+++ DATA FOR THIS EXERCISE

//! Trailing-edge debouncer: rapid successive edits to one resource collapse
//! into a single analysis once the configured quiet window has passed.
//!
//! Every method takes `now` explicitly, so coalescing is deterministic under
//! test and the host loop owns the clock.

use std::collections::HashMap;
use std::path::{Path, PathBuf};
use std::time::{Duration, Instant};

#[derive(Debug)]
pub struct Debouncer {
    delay: Duration,
    deadlines: HashMap<PathBuf, Instant>,
}

impl Debouncer {
    pub fn new(delay: Duration) -> Self {
        Self {
            delay,
            deadlines: HashMap::new(),
        }
    }

    /// Arm (or re-arm) the single pending timer for `path`. Only the most
    /// recent call survives; intermediate edits within the window collapse.
    pub fn schedule(&mut self, path: impl Into<PathBuf>, now: Instant) {
        self.deadlines.insert(path.into(), now + self.delay);
    }

    /// Arm with no delay, so the next `due` poll picks the resource up.
    /// Used for stale-result re-scheduling after an in-flight analysis.
    pub fn schedule_immediate(&mut self, path: impl Into<PathBuf>, now: Instant) {
        self.deadlines.insert(path.into(), now);
    }

    /// Drop the pending timer for `path` (resource closed or deleted).
    pub fn cancel(&mut self, path: &Path) {
        self.deadlines.remove(path);
    }

    pub fn is_pending(&self, path: &Path) -> bool {
        self.deadlines.contains_key(path)
    }

    /// Drain every resource whose quiet window has elapsed. Sorted for
    /// deterministic dispatch order.
    pub fn due(&mut self, now: Instant) -> Vec<PathBuf> {
        let mut ready: Vec<PathBuf> = self
            .deadlines
            .iter()
            .filter(|(_, deadline)| **deadline <= now)
            .map(|(path, _)| path.clone())
            .collect();
        for path in &ready {
            self.deadlines.remove(path);
        }
        ready.sort();
        ready
    }

    /// Earliest pending deadline, for hosts that want to sleep precisely.
    pub fn next_deadline(&self) -> Option<Instant> {
        self.deadlines.values().min().copied()
    }

    pub fn pending_count(&self) -> usize {
        self.deadlines.len()
    }
}
use anyhow::Result;
use clap::{Parser, Subcommand};
use std::path::{Path, PathBuf};
use std::time::Instant;

use relint::config::{self, Config};
use relint::coordinator::{Coordinator, PublishSink};
use relint::output::{render_summary, QuietSink, RenderMode, TerminalSink};
use relint::{CacheStore, Dispatcher, Severity};

#[derive(Parser)]
#[command(
    name = "relint",
    version,
    about = "Incremental lint coordinator - findings without redundant engine work",
    long_about = "Coordinates a slow external analysis engine: caches results by content \
fingerprint, debounces repeated changes, falls back between a persistent service and a \
local process, and aggregates findings into a risk dashboard."
)]
struct Cli {
    #[command(subcommand)]
    command: Commands,

    /// Verbosity level (-v, -vv, -vvv)
    #[arg(short, long, action = clap::ArgAction::Count, global = true)]
    verbose: u8,
}

#[derive(Subcommand)]
enum Commands {
    /// Analyze a single file and print its findings
    Scan {
        /// File to analyze
        file: PathBuf,

        /// Minimum severity to display (overrides config)
        #[arg(long)]
        min_severity: Option<Severity>,

        /// Suppress findings at CATEGORY:LINE for this run (repeatable)
        #[arg(long, value_name = "CATEGORY:LINE")]
        suppress: Vec<String>,

        /// Machine-readable JSON output
        #[arg(long)]
        json: bool,
    },

    /// Analyze every matching file under a directory, incrementally
    Workspace {
        /// Workspace root (defaults to current directory)
        #[arg(default_value = ".")]
        path: PathBuf,

        /// Machine-readable JSON output
        #[arg(long)]
        json: bool,
    },

    /// Watch a directory and re-analyze changed files
    Watch {
        /// Directory to watch (defaults to current directory)
        #[arg(default_value = ".")]
        path: PathBuf,

        /// Print the dashboard summary after each change batch
        #[arg(long)]
        summary: bool,
    },

    /// Print the dashboard summary for a workspace
    Summary {
        /// Workspace root (defaults to current directory)
        #[arg(default_value = ".")]
        path: PathBuf,

        /// Machine-readable JSON output
        #[arg(long)]
        json: bool,
    },

    /// Inspect or clear the analysis cache
    Cache {
        #[command(subcommand)]
        command: CacheCommands,
    },

    /// Show or initialize configuration
    Config {
        /// Write a default config file if none exists
        #[arg(long)]
        init: bool,
    },
}

#[derive(Subcommand)]
enum CacheCommands {
    /// Show hit/miss/stale counts from the persistent stats table
    Stats,
    /// Drop every cached analysis result
    Clear,
}

fn main() -> Result<()> {
    let cli = Cli::parse();
    let config = Config::load()?;

    match cli.command {
        Commands::Scan {
            file,
            min_severity,
            suppress,
            json,
        } => {
            let mode = render_mode(json);
            let sink = TerminalSink::new(config.display.colors, config.display.emoji, mode);
            let root = file
                .parent()
                .map(Path::to_path_buf)
                .unwrap_or_else(|| PathBuf::from("."));
            let mut coordinator = build_coordinator(&config, root, sink, cli.verbose);

            if let Some(threshold) = min_severity {
                coordinator.registry_mut().set_threshold(threshold);
            }
            apply_suppressions(&mut coordinator, &file, &suppress)?;

            coordinator.scan_file(&file, Instant::now());
            coordinator.dispose();
        }

        Commands::Workspace { path, json } => {
            let mode = render_mode(json);
            let sink = TerminalSink::new(config.display.colors, config.display.emoji, mode);
            let mut coordinator = build_coordinator(&config, path, sink, cli.verbose);

            let analyzed = coordinator.scan_workspace(Instant::now());
            if cli.verbose > 0 {
                let stats = coordinator.cache_stats();
                eprintln!(
                    "relint: {analyzed} analyzed, {} served from cache",
                    stats.hits
                );
            }
            render_summary(&coordinator.summary(), mode);
            coordinator.dispose();
        }

        Commands::Watch { path, summary } => {
            let sink = TerminalSink::new(
                config.display.colors,
                config.display.emoji,
                RenderMode::Pretty,
            );
            let extensions = config.engine.extensions.clone();
            let mut coordinator = build_coordinator(&config, path.clone(), sink, cli.verbose);

            let summary_mode = summary.then_some(RenderMode::Pretty);
            let result = relint::watch::run(
                &path,
                &extensions,
                &mut coordinator,
                summary_mode,
                cli.verbose,
            );
            coordinator.dispose();
            result?;
        }

        Commands::Summary { path, json } => {
            let sink = QuietSink::new(config.display.emoji);
            let mut coordinator = build_coordinator(&config, path, sink, cli.verbose);

            coordinator.scan_workspace(Instant::now());
            render_summary(&coordinator.summary(), render_mode(json));
            coordinator.dispose();
        }

        Commands::Cache { command } => match command {
            CacheCommands::Stats => {
                let cache = CacheStore::new(config.cache_options(cli.verbose));
                let counts = cache.persisted_event_counts();
                if counts.is_empty() {
                    println!("(no cache activity recorded)");
                }
                for (event, count) in counts {
                    println!("{event}: {count}");
                }
            }
            CacheCommands::Clear => {
                let mut cache = CacheStore::new(config.cache_options(cli.verbose));
                cache.clear();
                cache.dispose();
                println!("cache cleared");
            }
        },

        Commands::Config { init } => {
            if init {
                let path = Config::create_default()?;
                println!("wrote {}", path.display());
            } else {
                config::show_config()?;
            }
        }
    }

    Ok(())
}

fn render_mode(json: bool) -> RenderMode {
    if json {
        RenderMode::Json
    } else {
        RenderMode::Pretty
    }
}

fn build_coordinator<S: PublishSink>(
    config: &Config,
    workspace_root: PathBuf,
    sink: S,
    verbose: u8,
) -> Coordinator<S> {
    let dispatcher = Dispatcher::from_selection(
        config.engine.backend,
        &config.engine.command,
        &config.service.host,
        config.service_timeout(),
        verbose,
    );
    let cache = CacheStore::new(config.cache_options(verbose));
    Coordinator::new(
        dispatcher,
        cache,
        config.filter_registry(),
        sink,
        config.coordinator_options(workspace_root),
    )
}

/// Parse `--suppress CATEGORY:LINE` flags into session suppressions.
fn apply_suppressions<S: PublishSink>(
    coordinator: &mut Coordinator<S>,
    file: &Path,
    specs: &[String],
) -> Result<()> {
    for spec in specs {
        let (category, line) = spec
            .rsplit_once(':')
            .ok_or_else(|| anyhow::anyhow!("--suppress expects CATEGORY:LINE, got '{spec}'"))?;
        let line: u32 = line
            .parse()
            .map_err(|_| anyhow::anyhow!("invalid line in --suppress '{spec}'"))?;
        coordinator.registry_mut().suppress(
            category,
            file,
            line,
            30,
            chrono::Utc::now(),
        );
    }
    Ok(())
}
//! Dirty-set bookkeeping for incremental workspace scans: resources modified
//! since their last successful analysis. Pure state, no failure modes.

use std::collections::HashSet;
use std::path::{Path, PathBuf};

#[derive(Debug, Default)]
pub struct ChangeTracker {
    dirty: HashSet<PathBuf>,
}

impl ChangeTracker {
    pub fn new() -> Self {
        Self::default()
    }

    pub fn track_modification(&mut self, path: impl Into<PathBuf>) {
        self.dirty.insert(path.into());
    }

    pub fn is_dirty(&self, path: &Path) -> bool {
        self.dirty.contains(path)
    }

    pub fn clear_dirty(&mut self, path: &Path) {
        self.dirty.remove(path);
    }

    /// Take the full dirty set, leaving it empty. Batch scans consume this
    /// once and re-mark anything that fails mid-pass.
    pub fn drain_dirty(&mut self) -> Vec<PathBuf> {
        let mut paths: Vec<_> = self.dirty.drain().collect();
        paths.sort();
        paths
    }

    pub fn len(&self) -> usize {
        self.dirty.len()
    }

    pub fn is_empty(&self) -> bool {
        self.dirty.is_empty()
    }
}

++++++

## HOW TO COMPLETE THIS TASK
What number of lines in the records contain the word "clap"? Answer with that number alone.

## RESPONSE AREA
2